You only have to work two to three hours a day… and then you’re done

Um… I suppose this is definitely possible. Although, I think this is only really claimed (and posited) by people who make Youtube videos about trading. I suppose this is broadly personality and likely also trading tactic dependent. Personally I would prefer five trades that make $200 a trade than one trade that makes $1000. In order to make those those five trades a day I need to be present. The tactics I employ to make money trading only ever really suggest four… or five solid opportunities to trade during the course of the eighteen hours a day that I’m awake.

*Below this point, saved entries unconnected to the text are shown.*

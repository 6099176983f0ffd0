//! Application configuration management.

use rust_decimal::Decimal;
use serde::Deserialize;

use crate::types::Currency;

/// Application configuration.
///
/// Every section has defaults, so an empty environment yields the built-in
/// catalog, a succeeding simulated gateway and debug logging.
#[derive(Debug, Clone, Default, Deserialize)]
pub struct AppConfig {
    /// Static catalogs offered by the wizard.
    #[serde(default)]
    pub catalog: CatalogSettings,
    /// Simulated submission gateway.
    #[serde(default)]
    pub gateway: GatewaySettings,
    /// Logging configuration.
    #[serde(default)]
    pub logging: LoggingSettings,
}

/// Catalog configuration: delivery tiers, countries and phone prefixes.
#[derive(Debug, Clone, Deserialize)]
pub struct CatalogSettings {
    /// Currency used for tier prices.
    #[serde(default)]
    pub currency: Currency,
    /// Ordered delivery tiers.
    #[serde(default = "default_tiers")]
    pub tiers: Vec<TierSettings>,
    /// Selectable countries, first entry is the default.
    #[serde(default = "default_countries")]
    pub countries: Vec<String>,
    /// Selectable phone prefixes, first entry is the default.
    #[serde(default = "default_phone_prefixes")]
    pub phone_prefixes: Vec<PhonePrefixSettings>,
}

impl Default for CatalogSettings {
    fn default() -> Self {
        Self {
            currency: Currency::default(),
            tiers: default_tiers(),
            countries: default_countries(),
            phone_prefixes: default_phone_prefixes(),
        }
    }
}

/// One delivery tier as configured.
#[derive(Debug, Clone, Deserialize)]
pub struct TierSettings {
    /// Display title.
    pub title: String,
    /// Short description.
    pub description: String,
    /// Icon reference understood by the presentation layer.
    #[serde(default)]
    pub icon: String,
    /// Optional indicative price.
    #[serde(default)]
    pub price: Option<Decimal>,
}

impl TierSettings {
    fn new(title: &str, description: &str, icon: &str) -> Self {
        Self {
            title: title.to_string(),
            description: description.to_string(),
            icon: icon.to_string(),
            price: None,
        }
    }
}

/// One phone prefix as configured.
#[derive(Debug, Clone, Deserialize)]
pub struct PhonePrefixSettings {
    /// Dialing code including the leading `+`.
    pub code: String,
    /// Country or region label.
    pub country: String,
}

fn default_tiers() -> Vec<TierSettings> {
    vec![
        TierSettings::new(
            "STANDARD",
            "Estimated delivery in 3-6 business days",
            "envelope",
        ),
        TierSettings::new(
            "TRACKED",
            "Estimated delivery in 3-6 business days with tracking",
            "envelope-open",
        ),
        TierSettings::new(
            "INTERNATIONAL",
            "Estimated delivery in 7-20 business days",
            "globe",
        ),
        TierSettings::new(
            "INTERNATIONAL WITH RECEIPT",
            "Estimated delivery in 7-20 business days with confirmation",
            "paper-plane",
        ),
    ]
}

fn default_countries() -> Vec<String> {
    [
        "Italy",
        "Germany",
        "France",
        "Spain",
        "United Kingdom",
        "USA",
        "Canada",
        "Switzerland",
        "San Marino",
        "Other",
    ]
    .iter()
    .map(ToString::to_string)
    .collect()
}

fn default_phone_prefixes() -> Vec<PhonePrefixSettings> {
    [
        ("+39", "Italy"),
        ("+1", "USA/Canada"),
        ("+44", "United Kingdom"),
        ("+34", "Spain"),
        ("+49", "Germany"),
        ("+33", "France"),
        ("+378", "San Marino"),
        ("+41", "Switzerland"),
    ]
    .iter()
    .map(|(code, country)| PhonePrefixSettings {
        code: (*code).to_string(),
        country: (*country).to_string(),
    })
    .collect()
}

/// Outcome produced by the simulated gateway.
#[derive(Debug, Clone, Copy, PartialEq, Eq, Default, Deserialize)]
#[serde(rename_all = "lowercase")]
pub enum GatewayOutcome {
    /// Every submission succeeds.
    #[default]
    Succeed,
    /// Every submission fails.
    Fail,
}

/// Simulated gateway configuration.
#[derive(Debug, Clone, Deserialize)]
pub struct GatewaySettings {
    /// Artificial latency before the outcome resolves.
    #[serde(default = "default_latency_ms")]
    pub latency_ms: u64,
    /// Outcome to resolve with.
    #[serde(default)]
    pub outcome: GatewayOutcome,
    /// Message attached to successful submissions.
    #[serde(default = "default_success_message")]
    pub success_message: String,
    /// Message attached to failed submissions.
    #[serde(default = "default_failure_message")]
    pub failure_message: String,
}

impl Default for GatewaySettings {
    fn default() -> Self {
        Self {
            latency_ms: default_latency_ms(),
            outcome: GatewayOutcome::default(),
            success_message: default_success_message(),
            failure_message: default_failure_message(),
        }
    }
}

fn default_latency_ms() -> u64 {
    1500
}

fn default_success_message() -> String {
    "Payment completed successfully".to_string()
}

fn default_failure_message() -> String {
    "Payment failed, please retry".to_string()
}

/// Logging configuration.
#[derive(Debug, Clone, Deserialize)]
pub struct LoggingSettings {
    /// `EnvFilter` directive used when `RUST_LOG` is not set.
    #[serde(default = "default_log_filter")]
    pub filter: String,
}

impl Default for LoggingSettings {
    fn default() -> Self {
        Self {
            filter: default_log_filter(),
        }
    }
}

fn default_log_filter() -> String {
    "docflow=debug,docflow_core=debug".to_string()
}

impl AppConfig {
    /// Loads configuration from environment and config files.
    ///
    /// # Errors
    ///
    /// Returns an error if configuration cannot be loaded.
    pub fn load() -> Result<Self, config::ConfigError> {
        let run_mode = std::env::var("RUN_MODE").unwrap_or_else(|_| "development".to_string());

        let config = config::Config::builder()
            .add_source(config::File::with_name("config/default").required(false))
            .add_source(config::File::with_name(&format!("config/{run_mode}")).required(false))
            .add_source(config::Environment::with_prefix("DOCFLOW").separator("__"))
            .build()?;

        config.try_deserialize()
    }
}

#[cfg(test)]
mod tests {
    use super::*;

    #[test]
    fn test_defaults_match_builtin_catalog() {
        let config = AppConfig::default();
        assert_eq!(config.catalog.tiers.len(), 4);
        assert_eq!(config.catalog.tiers[0].title, "STANDARD");
        assert!(config.catalog.tiers.iter().all(|t| t.price.is_none()));
        assert_eq!(config.catalog.countries.len(), 10);
        assert_eq!(config.catalog.countries[0], "Italy");
        assert_eq!(config.catalog.phone_prefixes.len(), 8);
        assert_eq!(config.catalog.phone_prefixes[0].code, "+39");
        assert_eq!(config.catalog.currency, Currency::Eur);
    }

    #[test]
    fn test_gateway_defaults() {
        let gateway = GatewaySettings::default();
        assert_eq!(gateway.latency_ms, 1500);
        assert_eq!(gateway.outcome, GatewayOutcome::Succeed);
    }

    #[test]
    fn test_load_without_sources_uses_defaults() {
        temp_env::with_vars_unset(
            ["DOCFLOW__GATEWAY__LATENCY_MS", "DOCFLOW__GATEWAY__OUTCOME"],
            || {
                let config = AppConfig::load().unwrap();
                assert_eq!(config.gateway.latency_ms, 1500);
                assert_eq!(config.catalog.tiers.len(), 4);
            },
        );
    }

    #[test]
    fn test_load_reads_environment_overrides() {
        temp_env::with_vars(
            [
                ("DOCFLOW__GATEWAY__LATENCY_MS", Some("25")),
                ("DOCFLOW__GATEWAY__OUTCOME", Some("fail")),
                ("DOCFLOW__LOGGING__FILTER", Some("docflow=trace")),
            ],
            || {
                let config = AppConfig::load().unwrap();
                assert_eq!(config.gateway.latency_ms, 25);
                assert_eq!(config.gateway.outcome, GatewayOutcome::Fail);
                assert_eq!(config.logging.filter, "docflow=trace");
            },
        );
    }
}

Which means I’m always near my computer. There’s a lot of waiting involved.

I usually wake up at 4am… the first thing I do is reach for my Macbook. For example, I like to trade the EUR/USD when it is range bound ie (when, in my timezone, the US markets are still closed and Frankfurt, the first real significant exchange in this pairing hasn’t opened yet)… which usually means I’ll take a trade before 6am if my prerequisites are met. 

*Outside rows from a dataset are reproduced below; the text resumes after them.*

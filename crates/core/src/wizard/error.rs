//! Wizard error types.
//!
//! Every variant is recoverable: the wizard stays in the step it was in and
//! the user can fix the input or retry.

use docflow_shared::AppError;
use thiserror::Error;

use crate::submission::SubmissionError;
use crate::wizard::types::{UnmetPrecondition, WizardAction, WizardStep};

/// Errors returned by wizard actions.
#[derive(Debug, Clone, Error, PartialEq, Eq)]
pub enum WizardError {
    /// The action is not allowed from the current step.
    #[error("Cannot {action} from the {from} step")]
    InvalidTransition {
        /// The current step.
        from: WizardStep,
        /// The attempted action.
        action: WizardAction,
    },

    /// One or more advance preconditions are unmet.
    #[error("Wizard is not ready: {}", join(.0))]
    NotReady(Vec<UnmetPrecondition>),

    /// The submission collaborator reported a failure.
    #[error("Submission attempt {attempt} failed: {source}")]
    SubmissionFailed {
        /// Attempt number.
        attempt: u32,
        /// Collaborator error.
        #[source]
        source: SubmissionError,
    },
}

fn join(unmet: &[UnmetPrecondition]) -> String {
    unmet
        .iter()
        .map(ToString::to_string)
        .collect::<Vec<_>>()
        .join(", ")
}

impl WizardError {
    /// Returns the error code for reporting.
    #[must_use]
    pub fn error_code(&self) -> &'static str {
        match self {
            Self::InvalidTransition { .. } => "INVALID_TRANSITION",
            Self::NotReady(_) => "NOT_READY",
            Self::SubmissionFailed { .. } => "SUBMISSION_FAILED",
        }
    }

    /// The unmet preconditions, empty for other variants.
    #[must_use]
    pub fn unmet(&self) -> &[UnmetPrecondition] {
        match self {
            Self::NotReady(unmet) => unmet,
            _ => &[],
        }
    }
}

impl From<WizardError> for AppError {
    fn from(err: WizardError) -> Self {
        match err {
            WizardError::InvalidTransition { .. } => Self::BusinessRule(err.to_string()),
            WizardError::NotReady(_) => Self::Validation(err.to_string()),
            WizardError::SubmissionFailed { .. } => Self::ExternalService(err.to_string()),
        }
    }
}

I guess you’re either a full time trader… our a part time trader. Both come with their own significant environments.

As a full time trader there are some serious downsides to working from home. It is a lonely existence and one where you are wholly dependent on your own skill and acumen to survive. There are no co-workers to back you up. No one to bitch to when things aren’t going well. No one to blame. You’re going to have to take responsibility for all your own actions. Also the anxiety of having your fiber go down mid trade is unparalleled, ha ha. (Have an LTE backup)

If you’re trading as your side hustle… *long exhale*… well… you’re splitting your attention between two jobs and likely both are going to react adversely to this…. which sorta leads into my next point…

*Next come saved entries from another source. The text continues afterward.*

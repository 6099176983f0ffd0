//! Party domain types.

use std::fmt;

use serde::Serialize;

use super::error::PartyError;
use crate::catalog::{Catalog, Country, PhonePrefix};

/// Which side of the shipment a record describes.
#[derive(Debug, Clone, Copy, PartialEq, Eq, Hash, Serialize)]
#[serde(rename_all = "lowercase")]
pub enum PartyRole {
    /// The party sending the document.
    Sender,
    /// The party receiving the document.
    Recipient,
}

impl PartyRole {
    /// Both roles, sender first.
    pub const ALL: [Self; 2] = [Self::Sender, Self::Recipient];

    /// Returns the string representation of the role.
    #[must_use]
    pub fn as_str(&self) -> &'static str {
        match self {
            Self::Sender => "sender",
            Self::Recipient => "recipient",
        }
    }

    /// Parses a role from a string.
    pub fn parse(s: &str) -> Result<Self, PartyError> {
        match s.to_lowercase().as_str() {
            "sender" => Ok(Self::Sender),
            "recipient" => Ok(Self::Recipient),
            _ => Err(PartyError::UnknownRole(s.to_string())),
        }
    }
}

impl fmt::Display for PartyRole {
    fn fmt(&self, f: &mut fmt::Formatter<'_>) -> fmt::Result {
        f.write_str(self.as_str())
    }
}

/// A field of a [`PartyRecord`].
#[derive(Debug, Clone, Copy, PartialEq, Eq, Hash, PartialOrd, Ord, Serialize)]
#[serde(rename_all = "snake_case")]
pub enum PartyField {
    /// Full name or company name.
    Name,
    /// Country, drawn from the catalog.
    Country,
    /// Street address.
    AddressLine,
    /// City.
    City,
    /// Postal code.
    PostalCode,
    /// Phone dialing prefix, drawn from the catalog.
    PhonePrefix,
    /// Phone number without prefix.
    PhoneNumber,
    /// Email address.
    Email,
}

impl PartyField {
    /// Every field, in form order.
    pub const ALL: [Self; 8] = [
        Self::Name,
        Self::Country,
        Self::AddressLine,
        Self::City,
        Self::PostalCode,
        Self::PhonePrefix,
        Self::PhoneNumber,
        Self::Email,
    ];

    /// Fields that must be non-empty before the wizard can advance.
    pub const REQUIRED: [Self; 4] = [Self::Name, Self::AddressLine, Self::City, Self::PostalCode];

    /// Returns the string representation of the field.
    #[must_use]
    pub fn as_str(&self) -> &'static str {
        match self {
            Self::Name => "name",
            Self::Country => "country",
            Self::AddressLine => "address_line",
            Self::City => "city",
            Self::PostalCode => "postal_code",
            Self::PhonePrefix => "phone_prefix",
            Self::PhoneNumber => "phone_number",
            Self::Email => "email",
        }
    }

    /// Parses a field from its string representation.
    pub fn parse(s: &str) -> Result<Self, PartyError> {
        Self::ALL
            .into_iter()
            .find(|f| f.as_str() == s)
            .ok_or_else(|| PartyError::UnknownField(s.to_string()))
    }
}

impl fmt::Display for PartyField {
    fn fmt(&self, f: &mut fmt::Formatter<'_>) -> fmt::Result {
        f.write_str(self.as_str())
    }
}

/// A single-field change to a party record.
///
/// Catalog-backed fields carry catalog-issued values, so an update can never
/// smuggle free text into them.
#[derive(Debug, Clone, PartialEq, Eq)]
pub enum PartyUpdate {
    /// Replace the name.
    Name(String),
    /// Replace the country.
    Country(Country),
    /// Replace the street address.
    AddressLine(String),
    /// Replace the city.
    City(String),
    /// Replace the postal code.
    PostalCode(String),
    /// Replace the phone prefix.
    PhonePrefix(PhonePrefix),
    /// Replace the phone number.
    PhoneNumber(String),
    /// Replace the email.
    Email(String),
}

impl PartyUpdate {
    /// Resolves a string-keyed change against the catalog.
    ///
    /// Unknown countries and phone prefixes are rejected rather than stored.
    pub fn resolve(field: PartyField, value: &str, catalog: &Catalog) -> Result<Self, PartyError> {
        Ok(match field {
            PartyField::Name => Self::Name(value.to_string()),
            PartyField::Country => Self::Country(
                catalog
                    .country(value)
                    .ok_or_else(|| PartyError::UnknownCountry(value.to_string()))?,
            ),
            PartyField::AddressLine => Self::AddressLine(value.to_string()),
            PartyField::City => Self::City(value.to_string()),
            PartyField::PostalCode => Self::PostalCode(value.to_string()),
            PartyField::PhonePrefix => Self::PhonePrefix(
                catalog
                    .phone_prefix(value)
                    .ok_or_else(|| PartyError::UnknownPhonePrefix(value.to_string()))?,
            ),
            PartyField::PhoneNumber => Self::PhoneNumber(value.to_string()),
            PartyField::Email => Self::Email(value.to_string()),
        })
    }

    /// The field this update targets.
    #[must_use]
    pub fn field(&self) -> PartyField {
        match self {
            Self::Name(_) => PartyField::Name,
            Self::Country(_) => PartyField::Country,
            Self::AddressLine(_) => PartyField::AddressLine,
            Self::City(_) => PartyField::City,
            Self::PostalCode(_) => PartyField::PostalCode,
            Self::PhonePrefix(_) => PartyField::PhonePrefix,
            Self::PhoneNumber(_) => PartyField::PhoneNumber,
            Self::Email(_) => PartyField::Email,
        }
    }
}

/// Address and contact particulars of one party.
#[derive(Debug, Clone, PartialEq, Eq, Serialize)]
pub struct PartyRecord {
    name: String,
    country: Country,
    address_line: String,
    city: String,
    postal_code: String,
    phone_prefix: PhonePrefix,
    phone_number: String,
    email: String,
}

impl PartyRecord {
    /// Creates an empty record with the catalog's default country and prefix.
    #[must_use]
    pub fn new(catalog: &Catalog) -> Self {
        Self {
            name: String::new(),
            country: catalog.default_country(),
            address_line: String::new(),
            city: String::new(),
            postal_code: String::new(),
            phone_prefix: catalog.default_phone_prefix(),
            phone_number: String::new(),
            email: String::new(),
        }
    }

    /// Returns a copy of this record with exactly one field replaced.
    #[must_use]
    pub fn update(&self, update: PartyUpdate) -> Self {
        let mut next = self.clone();
        match update {
            PartyUpdate::Name(v) => next.name = v,
            PartyUpdate::Country(v) => next.country = v,
            PartyUpdate::AddressLine(v) => next.address_line = v,
            PartyUpdate::City(v) => next.city = v,
            PartyUpdate::PostalCode(v) => next.postal_code = v,
            PartyUpdate::PhonePrefix(v) => next.phone_prefix = v,
            PartyUpdate::PhoneNumber(v) => next.phone_number = v,
            PartyUpdate::Email(v) => next.email = v,
        }
        next
    }

    /// String-keyed form of [`update`](Self::update).
    pub fn update_field(
        &self,
        field: PartyField,
        value: &str,
        catalog: &Catalog,
    ) -> Result<Self, PartyError> {
        Ok(self.update(PartyUpdate::resolve(field, value, catalog)?))
    }

    /// Returns the textual value of a field.
    ///
    /// Country yields its name, phone prefix its dialing code.
    #[must_use]
    pub fn get(&self, field: PartyField) -> &str {
        match field {
            PartyField::Name => &self.name,
            PartyField::Country => self.country.as_str(),
            PartyField::AddressLine => &self.address_line,
            PartyField::City => &self.city,
            PartyField::PostalCode => &self.postal_code,
            PartyField::PhonePrefix => self.phone_prefix.code(),
            PartyField::PhoneNumber => &self.phone_number,
            PartyField::Email => &self.email,
        }
    }

    /// Full name or company name.
    #[must_use]
    pub fn name(&self) -> &str {
        &self.name
    }

    /// Country.
    #[must_use]
    pub fn country(&self) -> &Country {
        &self.country
    }

    /// Phone prefix.
    #[must_use]
    pub fn phone_prefix(&self) -> &PhonePrefix {
        &self.phone_prefix
    }

    /// Required fields that are empty or whitespace only.
    #[must_use]
    pub fn missing_required(&self) -> Vec<PartyField> {
        PartyField::REQUIRED
            .into_iter()
            .filter(|f| self.get(*f).trim().is_empty())
            .collect()
    }

    /// Phone number with its prefix, empty when no number was entered.
    #[must_use]
    pub fn formatted_phone(&self) -> String {
        let number = self.phone_number.trim();
        if number.is_empty() {
            String::new()
        } else {
            format!("{} {number}", self.phone_prefix.code())
        }
    }
}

You can learn this stuff quickly and just be immediately good at it

My fall back example is always grappling. It took me forever (okay, like ten years) to become truly proficient at Brazillian Ju-jitsu. Training every single day, two hours a day. And I’m still learning stuff, still getting tapped out.

When it comes to trading we (for whatever reason) think we can be proficient after three months and we can already envision ourselves earning $100,000 in our first year.

There are undoubtedly outliers than can do this sort of thing. But I imagine its a rare skill-set/personality disorder.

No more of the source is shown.